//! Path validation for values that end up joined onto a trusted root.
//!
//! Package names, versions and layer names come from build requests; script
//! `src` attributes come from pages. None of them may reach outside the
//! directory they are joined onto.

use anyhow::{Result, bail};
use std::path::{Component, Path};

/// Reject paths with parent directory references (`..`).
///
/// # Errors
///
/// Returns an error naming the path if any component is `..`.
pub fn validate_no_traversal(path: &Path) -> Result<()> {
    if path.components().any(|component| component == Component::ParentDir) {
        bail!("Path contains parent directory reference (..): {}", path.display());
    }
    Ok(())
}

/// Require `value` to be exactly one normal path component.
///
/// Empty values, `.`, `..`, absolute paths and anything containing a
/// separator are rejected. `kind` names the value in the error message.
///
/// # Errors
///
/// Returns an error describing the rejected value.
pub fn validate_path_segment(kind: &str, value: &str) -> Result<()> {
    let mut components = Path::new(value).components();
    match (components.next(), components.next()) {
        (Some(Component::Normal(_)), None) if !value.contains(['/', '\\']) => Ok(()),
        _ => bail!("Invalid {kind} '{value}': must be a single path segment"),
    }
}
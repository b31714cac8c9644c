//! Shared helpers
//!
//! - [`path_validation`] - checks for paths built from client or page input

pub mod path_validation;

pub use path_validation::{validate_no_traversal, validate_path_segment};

• [Aim of the task] Go through the listing above, and whenever a line holds the word "directory", copy it.

• [Solution to this task]
//! directory they are joined onto.
/// Reject paths with parent directory references (`..`).
        bail!("Path contains parent directory reference (..): {}", path.display());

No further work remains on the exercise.